» **WHAT YOU ARE ASKED TO DO**
From the entries, copy each line that includes "facing".

----------

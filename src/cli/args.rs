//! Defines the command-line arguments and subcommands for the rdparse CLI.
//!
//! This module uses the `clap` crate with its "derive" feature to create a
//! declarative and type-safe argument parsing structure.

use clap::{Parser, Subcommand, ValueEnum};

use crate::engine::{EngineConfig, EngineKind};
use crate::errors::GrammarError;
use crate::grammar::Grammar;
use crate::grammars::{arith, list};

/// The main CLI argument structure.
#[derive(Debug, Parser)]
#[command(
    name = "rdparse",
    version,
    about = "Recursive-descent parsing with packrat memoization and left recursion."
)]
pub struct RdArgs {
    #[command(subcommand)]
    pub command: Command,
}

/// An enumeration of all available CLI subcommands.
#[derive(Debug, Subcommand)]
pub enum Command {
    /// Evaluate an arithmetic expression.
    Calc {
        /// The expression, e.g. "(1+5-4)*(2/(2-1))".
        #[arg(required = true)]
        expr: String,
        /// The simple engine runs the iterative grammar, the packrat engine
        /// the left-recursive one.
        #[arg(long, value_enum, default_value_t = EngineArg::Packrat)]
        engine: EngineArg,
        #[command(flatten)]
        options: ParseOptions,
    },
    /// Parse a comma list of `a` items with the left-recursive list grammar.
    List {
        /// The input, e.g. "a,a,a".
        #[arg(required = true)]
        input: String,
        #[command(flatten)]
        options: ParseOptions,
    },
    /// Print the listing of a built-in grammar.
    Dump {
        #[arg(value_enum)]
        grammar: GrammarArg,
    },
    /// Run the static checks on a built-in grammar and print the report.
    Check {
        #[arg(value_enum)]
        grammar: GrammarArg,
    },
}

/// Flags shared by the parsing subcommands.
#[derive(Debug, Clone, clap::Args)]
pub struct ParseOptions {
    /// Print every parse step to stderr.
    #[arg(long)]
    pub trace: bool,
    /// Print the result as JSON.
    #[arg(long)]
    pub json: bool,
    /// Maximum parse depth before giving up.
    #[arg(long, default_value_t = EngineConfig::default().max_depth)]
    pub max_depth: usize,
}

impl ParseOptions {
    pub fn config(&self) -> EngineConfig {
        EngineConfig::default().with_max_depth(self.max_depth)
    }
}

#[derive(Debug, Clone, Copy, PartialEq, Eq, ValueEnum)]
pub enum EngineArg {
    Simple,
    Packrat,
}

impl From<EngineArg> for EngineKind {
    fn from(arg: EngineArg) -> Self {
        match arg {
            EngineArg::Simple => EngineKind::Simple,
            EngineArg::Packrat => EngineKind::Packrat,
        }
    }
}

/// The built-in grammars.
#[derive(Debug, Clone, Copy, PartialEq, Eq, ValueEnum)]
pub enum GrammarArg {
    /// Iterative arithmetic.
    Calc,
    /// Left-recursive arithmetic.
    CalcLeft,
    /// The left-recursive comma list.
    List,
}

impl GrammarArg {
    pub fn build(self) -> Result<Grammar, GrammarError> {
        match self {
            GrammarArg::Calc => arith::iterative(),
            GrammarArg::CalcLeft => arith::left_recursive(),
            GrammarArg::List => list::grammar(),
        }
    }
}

----------

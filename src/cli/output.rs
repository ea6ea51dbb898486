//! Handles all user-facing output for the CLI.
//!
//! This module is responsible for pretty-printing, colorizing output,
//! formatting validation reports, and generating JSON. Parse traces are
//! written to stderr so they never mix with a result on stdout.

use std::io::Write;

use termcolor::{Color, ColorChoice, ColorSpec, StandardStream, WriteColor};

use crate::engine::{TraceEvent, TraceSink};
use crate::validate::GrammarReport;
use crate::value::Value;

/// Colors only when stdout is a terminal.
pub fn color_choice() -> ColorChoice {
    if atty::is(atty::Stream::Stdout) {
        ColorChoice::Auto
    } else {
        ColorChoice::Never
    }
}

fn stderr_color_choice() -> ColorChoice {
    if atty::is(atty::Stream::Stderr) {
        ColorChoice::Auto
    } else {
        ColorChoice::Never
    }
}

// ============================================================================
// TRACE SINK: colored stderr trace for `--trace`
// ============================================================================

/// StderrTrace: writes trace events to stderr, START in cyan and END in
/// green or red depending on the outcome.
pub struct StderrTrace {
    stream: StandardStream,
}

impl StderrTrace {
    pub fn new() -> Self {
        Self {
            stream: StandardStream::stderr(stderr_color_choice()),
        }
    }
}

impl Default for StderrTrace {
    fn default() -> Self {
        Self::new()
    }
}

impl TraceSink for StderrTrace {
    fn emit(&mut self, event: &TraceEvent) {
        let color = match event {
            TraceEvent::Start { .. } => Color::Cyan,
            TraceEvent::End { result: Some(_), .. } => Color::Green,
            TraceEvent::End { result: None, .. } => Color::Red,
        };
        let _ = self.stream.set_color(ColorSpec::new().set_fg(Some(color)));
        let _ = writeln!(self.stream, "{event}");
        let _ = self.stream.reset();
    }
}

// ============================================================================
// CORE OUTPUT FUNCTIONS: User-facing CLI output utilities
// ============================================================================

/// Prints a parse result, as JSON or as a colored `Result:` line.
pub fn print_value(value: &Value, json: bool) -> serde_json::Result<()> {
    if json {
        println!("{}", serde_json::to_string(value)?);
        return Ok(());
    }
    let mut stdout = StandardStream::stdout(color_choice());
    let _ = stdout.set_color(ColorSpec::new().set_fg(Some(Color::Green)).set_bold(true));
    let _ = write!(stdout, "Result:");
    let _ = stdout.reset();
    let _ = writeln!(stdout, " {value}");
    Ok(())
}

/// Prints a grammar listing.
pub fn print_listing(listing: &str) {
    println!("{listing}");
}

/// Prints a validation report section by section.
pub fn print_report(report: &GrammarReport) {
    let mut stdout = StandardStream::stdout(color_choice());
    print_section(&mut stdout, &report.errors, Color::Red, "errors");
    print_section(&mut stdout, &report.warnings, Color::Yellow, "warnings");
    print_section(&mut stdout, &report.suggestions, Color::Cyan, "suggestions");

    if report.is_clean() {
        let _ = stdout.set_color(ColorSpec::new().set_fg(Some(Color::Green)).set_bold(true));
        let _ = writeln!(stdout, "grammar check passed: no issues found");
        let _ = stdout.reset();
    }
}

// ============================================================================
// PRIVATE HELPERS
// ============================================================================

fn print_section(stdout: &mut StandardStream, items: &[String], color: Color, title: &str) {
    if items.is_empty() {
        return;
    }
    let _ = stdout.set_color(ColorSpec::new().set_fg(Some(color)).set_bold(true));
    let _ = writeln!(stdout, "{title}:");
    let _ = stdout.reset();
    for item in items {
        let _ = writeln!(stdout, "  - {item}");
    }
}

----------

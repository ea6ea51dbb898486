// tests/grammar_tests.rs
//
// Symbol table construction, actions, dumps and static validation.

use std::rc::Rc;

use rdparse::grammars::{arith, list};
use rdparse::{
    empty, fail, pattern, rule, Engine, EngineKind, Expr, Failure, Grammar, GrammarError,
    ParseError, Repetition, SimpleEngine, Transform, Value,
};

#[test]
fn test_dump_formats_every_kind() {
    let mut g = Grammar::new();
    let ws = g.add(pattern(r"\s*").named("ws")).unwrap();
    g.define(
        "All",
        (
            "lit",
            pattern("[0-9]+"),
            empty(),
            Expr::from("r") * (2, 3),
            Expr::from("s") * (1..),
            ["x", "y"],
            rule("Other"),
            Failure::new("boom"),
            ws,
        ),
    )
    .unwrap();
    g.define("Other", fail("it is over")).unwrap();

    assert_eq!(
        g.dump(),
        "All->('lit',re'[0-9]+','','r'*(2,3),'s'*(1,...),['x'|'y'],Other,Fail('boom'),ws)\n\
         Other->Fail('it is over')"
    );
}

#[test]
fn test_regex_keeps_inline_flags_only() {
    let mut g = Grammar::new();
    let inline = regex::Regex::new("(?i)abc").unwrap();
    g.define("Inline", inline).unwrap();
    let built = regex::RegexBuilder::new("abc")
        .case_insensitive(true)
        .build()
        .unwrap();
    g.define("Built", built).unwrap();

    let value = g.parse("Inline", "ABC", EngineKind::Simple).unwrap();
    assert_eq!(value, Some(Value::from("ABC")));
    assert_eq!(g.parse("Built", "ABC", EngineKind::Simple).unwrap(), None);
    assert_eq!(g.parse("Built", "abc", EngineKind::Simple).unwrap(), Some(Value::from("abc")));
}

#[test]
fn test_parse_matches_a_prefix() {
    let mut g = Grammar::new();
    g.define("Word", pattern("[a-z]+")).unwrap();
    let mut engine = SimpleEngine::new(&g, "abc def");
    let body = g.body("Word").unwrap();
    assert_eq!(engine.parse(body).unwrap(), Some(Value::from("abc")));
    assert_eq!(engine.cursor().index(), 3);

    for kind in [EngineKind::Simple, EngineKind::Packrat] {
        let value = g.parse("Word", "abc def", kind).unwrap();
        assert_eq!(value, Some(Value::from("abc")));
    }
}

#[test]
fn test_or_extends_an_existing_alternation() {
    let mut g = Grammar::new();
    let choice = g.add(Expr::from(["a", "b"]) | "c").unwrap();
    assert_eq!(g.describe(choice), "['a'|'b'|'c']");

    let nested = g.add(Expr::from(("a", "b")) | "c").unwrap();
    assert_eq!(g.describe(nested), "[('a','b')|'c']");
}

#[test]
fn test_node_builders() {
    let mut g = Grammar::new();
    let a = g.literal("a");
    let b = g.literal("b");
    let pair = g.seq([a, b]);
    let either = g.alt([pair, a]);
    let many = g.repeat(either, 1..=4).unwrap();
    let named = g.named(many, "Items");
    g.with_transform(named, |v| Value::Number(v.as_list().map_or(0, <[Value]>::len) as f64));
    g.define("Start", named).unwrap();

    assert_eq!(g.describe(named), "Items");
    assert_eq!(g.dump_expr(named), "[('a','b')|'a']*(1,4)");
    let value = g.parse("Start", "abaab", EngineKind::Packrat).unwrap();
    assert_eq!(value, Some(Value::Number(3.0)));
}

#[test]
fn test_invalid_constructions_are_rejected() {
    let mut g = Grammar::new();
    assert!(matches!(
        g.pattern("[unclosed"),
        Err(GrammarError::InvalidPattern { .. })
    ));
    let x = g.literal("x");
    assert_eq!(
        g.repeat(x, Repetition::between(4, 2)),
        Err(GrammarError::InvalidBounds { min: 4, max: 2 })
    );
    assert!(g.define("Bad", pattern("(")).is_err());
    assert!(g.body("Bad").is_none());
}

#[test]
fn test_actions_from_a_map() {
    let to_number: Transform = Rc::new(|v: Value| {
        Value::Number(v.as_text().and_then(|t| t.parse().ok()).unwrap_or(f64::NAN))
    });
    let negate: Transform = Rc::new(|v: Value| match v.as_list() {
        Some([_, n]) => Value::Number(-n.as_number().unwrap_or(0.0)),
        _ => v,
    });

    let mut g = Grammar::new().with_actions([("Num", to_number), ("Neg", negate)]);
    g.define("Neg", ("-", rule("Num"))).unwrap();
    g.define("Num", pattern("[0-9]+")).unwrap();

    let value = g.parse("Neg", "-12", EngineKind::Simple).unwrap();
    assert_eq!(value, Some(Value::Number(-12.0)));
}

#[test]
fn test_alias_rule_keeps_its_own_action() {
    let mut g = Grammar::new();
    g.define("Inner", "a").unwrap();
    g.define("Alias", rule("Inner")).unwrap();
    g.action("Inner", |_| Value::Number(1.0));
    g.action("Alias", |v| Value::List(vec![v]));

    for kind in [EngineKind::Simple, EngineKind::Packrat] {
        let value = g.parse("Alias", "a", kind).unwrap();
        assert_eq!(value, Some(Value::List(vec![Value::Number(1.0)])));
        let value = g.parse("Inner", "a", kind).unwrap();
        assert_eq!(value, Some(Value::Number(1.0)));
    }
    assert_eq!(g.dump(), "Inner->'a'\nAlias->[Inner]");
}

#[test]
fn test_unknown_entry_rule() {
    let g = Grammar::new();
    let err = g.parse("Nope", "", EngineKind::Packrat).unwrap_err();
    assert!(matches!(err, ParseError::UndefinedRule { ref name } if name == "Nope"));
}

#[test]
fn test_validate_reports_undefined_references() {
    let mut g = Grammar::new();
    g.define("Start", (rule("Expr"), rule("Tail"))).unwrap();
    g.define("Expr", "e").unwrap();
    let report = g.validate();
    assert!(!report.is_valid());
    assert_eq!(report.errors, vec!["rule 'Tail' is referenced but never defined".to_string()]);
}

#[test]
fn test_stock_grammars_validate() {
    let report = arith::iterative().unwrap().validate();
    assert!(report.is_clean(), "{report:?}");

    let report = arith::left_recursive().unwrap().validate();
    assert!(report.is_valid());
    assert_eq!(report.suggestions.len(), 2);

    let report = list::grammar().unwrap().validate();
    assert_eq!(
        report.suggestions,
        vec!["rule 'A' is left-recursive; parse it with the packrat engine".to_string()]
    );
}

----------

» **EXERCISE OUTPUT**
//! Handles all user-facing output for the CLI.
// CORE OUTPUT FUNCTIONS: User-facing CLI output utilities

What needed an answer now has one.